By Rachael Devaney
Tonna-Marie Rogers, coastal training program coordinator at the Waquoit Bay National Estuarine Research Reserve, recently presented a talk on the many disruptions caused by climate change at the monthly meeting of the Barnstable Association for Recreational Shellfishing. She not only discussed how climate change is affecting Cape Cod and the New England region as a whole, but also how these changes in the environment will impact Cape communities in the future.
Rogers, who spoke Tuesday evening at the West Barnstable Community Building, began the meeting by asking the roughly 40 attendees a series of “yes and no” questions, including “Do you think climate change is happening?,” and 86 percent of the audience agreed that it was.
The answers, which were tallied by hand-held digital devices provided by Rogers, set the tone for the meeting, confirming that BARS members, in particular, are interested in learning how science and the management of natural resources can help curb environmental disasters due to climate disruption.

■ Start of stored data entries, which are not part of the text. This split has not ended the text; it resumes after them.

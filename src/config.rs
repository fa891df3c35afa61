use anyhow::{Context, Result};
use serde::Deserialize;
use std::collections::BTreeMap;
use std::path::{Path, PathBuf};

#[derive(Debug, Deserialize, Clone)]
pub struct Config {
    pub db: DbConfig,
    #[serde(default)]
    pub remote: RemoteConfig,
    #[serde(default)]
    pub clients: BTreeMap<String, ClientConfig>,
    #[serde(default)]
    pub sync: SyncConfig,
    #[serde(default)]
    pub scheduler: SchedulerConfig,
    #[serde(default)]
    pub upstream: UpstreamConfig,
    #[serde(default)]
    pub export: ExportConfig,
    #[serde(default)]
    pub jobs: BTreeMap<String, JobConfig>,
}

#[derive(Debug, Deserialize, Clone)]
pub struct DbConfig {
    pub path: PathBuf,
}

#[derive(Debug, Deserialize, Clone)]
pub struct RemoteConfig {
    #[serde(default = "default_remote_base_url")]
    pub base_url: String,
    #[serde(default = "default_timeout_secs")]
    pub timeout_secs: u64,
}

impl Default for RemoteConfig {
    fn default() -> Self {
        Self {
            base_url: default_remote_base_url(),
            timeout_secs: default_timeout_secs(),
        }
    }
}

fn default_remote_base_url() -> String {
    "https://controller.thetaedgecloud.com".to_string()
}
fn default_timeout_secs() -> u64 {
    30
}

/// Credentials and identifiers for one tenant of the remote store.
#[derive(Debug, Deserialize, Clone)]
pub struct ClientConfig {
    pub chatbot_id: String,
    pub project_id: String,
    #[serde(default = "default_api_key_env")]
    pub api_key_env: String,
}

fn default_api_key_env() -> String {
    "TEC_API_KEY".to_string()
}

#[derive(Debug, Deserialize, Clone)]
pub struct SyncConfig {
    /// Pause after each artifact sync, in milliseconds. Zero disables it.
    #[serde(default = "default_delay_ms")]
    pub delay_ms: u64,
}

impl Default for SyncConfig {
    fn default() -> Self {
        Self {
            delay_ms: default_delay_ms(),
        }
    }
}

fn default_delay_ms() -> u64 {
    500
}

#[derive(Debug, Deserialize, Clone)]
pub struct SchedulerConfig {
    #[serde(default = "default_interval_secs")]
    pub interval_secs: u64,
    #[serde(default)]
    pub allow_overlap: bool,
}

impl Default for SchedulerConfig {
    fn default() -> Self {
        Self {
            interval_secs: default_interval_secs(),
            allow_overlap: false,
        }
    }
}

fn default_interval_secs() -> u64 {
    600
}

#[derive(Debug, Deserialize, Clone, Default)]
pub struct UpstreamConfig {
    #[serde(default)]
    pub schedule: ScheduleFeedConfig,
    #[serde(default)]
    pub activities: ActivitiesFeedConfig,
}

#[derive(Debug, Deserialize, Clone)]
pub struct ScheduleFeedConfig {
    #[serde(default = "default_schedule_base_url")]
    pub base_url: String,
    #[serde(default = "default_locale")]
    pub locale: String,
    #[serde(default = "default_schedule_key_env")]
    pub api_key_env: String,
}

impl Default for ScheduleFeedConfig {
    fn default() -> Self {
        Self {
            base_url: default_schedule_base_url(),
            locale: default_locale(),
            api_key_env: default_schedule_key_env(),
        }
    }
}

fn default_schedule_base_url() -> String {
    "https://esports-api.lolesports.com/persisted/gw".to_string()
}
fn default_locale() -> String {
    "en-US".to_string()
}
fn default_schedule_key_env() -> String {
    "RIOT_API_KEY".to_string()
}

#[derive(Debug, Deserialize, Clone)]
pub struct ActivitiesFeedConfig {
    #[serde(default = "default_activities_base_url")]
    pub base_url: String,
    #[serde(default = "default_activities_key_env")]
    pub api_key_env: String,
}

impl Default for ActivitiesFeedConfig {
    fn default() -> Self {
        Self {
            base_url: default_activities_base_url(),
            api_key_env: default_activities_key_env(),
        }
    }
}

fn default_activities_base_url() -> String {
    "https://developer.nps.gov/api/v1".to_string()
}
fn default_activities_key_env() -> String {
    "NPS_API_KEY".to_string()
}

#[derive(Debug, Deserialize, Clone)]
pub struct ExportConfig {
    #[serde(default = "default_export_dir")]
    pub dir: PathBuf,
}

impl Default for ExportConfig {
    fn default() -> Self {
        Self {
            dir: default_export_dir(),
        }
    }
}

fn default_export_dir() -> PathBuf {
    PathBuf::from("data")
}

/// A named pipeline that produces artifacts for one client.
#[derive(Debug, Deserialize, Clone)]
#[serde(tag = "kind", rename_all = "snake_case")]
pub enum JobConfig {
    Schedule(ScheduleJobConfig),
    Activities(ActivitiesJobConfig),
    Directory(DirectoryJobConfig),
}

impl JobConfig {
    pub fn client(&self) -> &str {
        match self {
            JobConfig::Schedule(j) => &j.client,
            JobConfig::Activities(j) => &j.client,
            JobConfig::Directory(j) => &j.client,
        }
    }

    pub fn kind(&self) -> &'static str {
        match self {
            JobConfig::Schedule(_) => "schedule",
            JobConfig::Activities(_) => "activities",
            JobConfig::Directory(_) => "directory",
        }
    }
}

#[derive(Debug, Deserialize, Clone)]
pub struct ScheduleJobConfig {
    pub client: String,
    pub league_id: String,
    #[serde(default)]
    pub filename: Option<String>,
    #[serde(default)]
    pub description: Option<String>,
    #[serde(default = "default_true")]
    pub dedupe_events: bool,
    #[serde(default)]
    pub save_copy: bool,
}

impl ScheduleJobConfig {
    pub fn filename(&self) -> String {
        self.filename
            .clone()
            .unwrap_or_else(|| format!("{}_schedule_and_results.csv", self.league_id))
    }
}

#[derive(Debug, Deserialize, Clone)]
pub struct ActivitiesJobConfig {
    pub client: String,
    #[serde(default = "default_park_code")]
    pub park_code: String,
    #[serde(default)]
    pub filename: Option<String>,
    #[serde(default)]
    pub table_name: Option<String>,
    #[serde(default)]
    pub description: Option<String>,
}

impl ActivitiesJobConfig {
    pub fn filename(&self) -> String {
        self.filename
            .clone()
            .unwrap_or_else(|| format!("{}-activities.csv", self.park_code))
    }
}

fn default_park_code() -> String {
    "yose".to_string()
}

#[derive(Debug, Deserialize, Clone)]
pub struct DirectoryJobConfig {
    pub client: String,
    pub root: PathBuf,
    #[serde(default = "default_include_globs")]
    pub include_globs: Vec<String>,
    #[serde(default)]
    pub exclude_globs: Vec<String>,
    #[serde(default)]
    pub follow_symlinks: bool,
}

fn default_include_globs() -> Vec<String> {
    vec![
        "**/*.csv".to_string(),
        "**/*.json".to_string(),
        "**/*.md".to_string(),
        "**/*.txt".to_string(),
    ]
}

fn default_true() -> bool {
    true
}

impl Config {
    /// Look up a client's configuration by id.
    pub fn client(&self, client_id: &str) -> Option<&ClientConfig> {
        self.clients.get(client_id)
    }
}

pub fn load_config(path: &Path) -> Result<Config> {
    let content = std::fs::read_to_string(path)
        .with_context(|| format!("Failed to read config file: {}", path.display()))?;

    let config: Config = toml::from_str(&content).with_context(|| "Failed to parse config file")?;
    validate(&config)?;
    Ok(config)
}

fn validate(config: &Config) -> Result<()> {
    if config.remote.base_url.trim().is_empty() {
        anyhow::bail!("remote.base_url must not be empty");
    }

    if config.remote.timeout_secs == 0 {
        anyhow::bail!("remote.timeout_secs must be > 0");
    }

    if config.scheduler.interval_secs == 0 {
        anyhow::bail!("scheduler.interval_secs must be > 0");
    }

    for (id, client) in &config.clients {
        if client.chatbot_id.trim().is_empty() || client.project_id.trim().is_empty() {
            anyhow::bail!("clients.{}: chatbot_id and project_id must be set", id);
        }
    }

    for (name, job) in &config.jobs {
        if !config.clients.contains_key(job.client()) {
            anyhow::bail!(
                "jobs.{}: unknown client '{}'. Configured clients: {}",
                name,
                job.client(),
                config.clients.keys().cloned().collect::<Vec<_>>().join(", ")
            );
        }
        if let JobConfig::Schedule(s) = job {
            if s.league_id.trim().is_empty() {
                anyhow::bail!("jobs.{}: league_id must not be empty", name);
            }
        }
    }

    Ok(())
}
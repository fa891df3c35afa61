//! Content fingerprints.
//!
//! A [`Signature`] is the hex-encoded SHA-256 of the exact bytes of an
//! artifact. It is only used as an equality oracle to skip redundant remote
//! writes.

use sha2::{Digest, Sha256};
use std::fmt;

/// Fixed-length (64 hex chars) content fingerprint.
#[derive(Debug, Clone, PartialEq, Eq, Hash)]
pub struct Signature(String);

impl Signature {
    /// Wrap a previously persisted signature string.
    pub fn from_stored(value: impl Into<String>) -> Self {
        Self(value.into())
    }

    pub fn as_str(&self) -> &str {
        &self.0
    }
}

impl fmt::Display for Signature {
    fn fmt(&self, f: &mut fmt::Formatter<'_>) -> fmt::Result {
        f.write_str(&self.0)
    }
}

/// Compute the signature of `content`.
pub fn signature(content: impl AsRef<[u8]>) -> Signature {
    let mut hasher = Sha256::new();
    hasher.update(content.as_ref());
    Signature(hex::encode(hasher.finalize()))
}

Rogers’ presentation was based on statistics pulled from the National Climate Change Assessment, a summary that describes how climate change will affect the water supply, oceans, agriculture and ecosystems around the world. Rogers, who gave specific statistics on rising temperatures in the atmosphere as well as the ocean, ice sheets and snow cover, said that scientific research along with data pulled from satellites and buoy systems indicates that the globe is in fact expe riencing a concentration of carbon dioxide, as well as methane and other gases, which is causing temperatures to rise.
“If you look at the overall trends, the last three years have been the warmest on record, and every single region of the United States is seeing an increase (in temperatures),” Rogers said. “If we don’t do anything we could see a 15-degree rise in temperature in the future which will create a one-to-four-foot rise in sea levels, and extreme weather events which will stress infrastructure across the nation.”
Rogers also covered how climate change will impact the environment on a local level and explained that because temperatures have gone up two degrees since 1895, the northeast region of the United States has already seen a 71 percent increase in extreme precipitation since 1958, which is creating flooding and damaging infrastructure throughout New England, creating a financial strain on the overall economy.
“Sea levels have always been rising, but it’s accelerated now,” Rogers said. “In New England, we are expected to outpace the global range of sea level rise, and depending on sea ice melt, we could see an even more abrupt change.”
On Cape Cod specifically, Rogers pointed out that rising sea levels aren’t only accelerating the rate of erosion, but also contributing to the ocean’s absorption of carbon dioxide from the atmosphere, resulting in ocean acidification. The lowering of the pH (potential Hydrogen) is problematic for the shellfish industry in particular, because the acid in the water makes it harder for shellproducing animals to create their husks.
“Shellfish are some of the most vulnerable fish stocks, and these intense rainfall eve nts could impact shellfish
harvests in an extreme way,” Rogers said. “The acid is contaminating local waters, especially in low-lying areas, which will in turn affect shellfish populations.”
Rogers, whose expertise lies in environmental sciences and biological oceanography, said there is action that scientists, community members and town officials can take to help manage the impacts of climate change. Because the Waquoit Bay National Estuarine Research Reserve has been monitoring the effects of climate change since the 1980s, Rogers explained, scientists and climate change specialists are ready to move forward with a variety of projects that can help slow its disruptive effects. One program, in particular, which Rogers referred to as “groundbreaking research,” is the research reserve’s focus on seagrass and salt marshes, and their ability to absorb and store carbon from the atmosphere.
“For a long time we didn’t recognize that salt marshes are playing a huge role in soaking up carbon, drawing it out of the atmosphere and storing it in the sediment,” Rogers said. “We call the repository of carbon a blue carbon ecosystem, and it’s a huge benefit. We are working with top notch scientists to invest in wetland restoration, which can sequester more effectively and more permanently than terrestrial forests.”
Steve Hoxie, a member of BARS, felt that Rogers’ presentation was both interesting and informative, and gave him hope for the future.
“We know (climate change) is happening and while it isn’t going to happen overnight, we have to look at the future and do something now,” Hoxie said.
For Ron Glantz, also a member of BARS, the presentation was important, not only to raise awareness, but also offer solutions on how people can help. He said he is concerned for his grandchildren and great-grandchildren’s future.
“The Cape is a special place and we stand to lose a lot,” Glantz said. “I fear that my grandchildren won’t be able to swim in our ponds or enjoy our beaches and oceans, and we we really have a lot to lose. It’s time to pay attention.”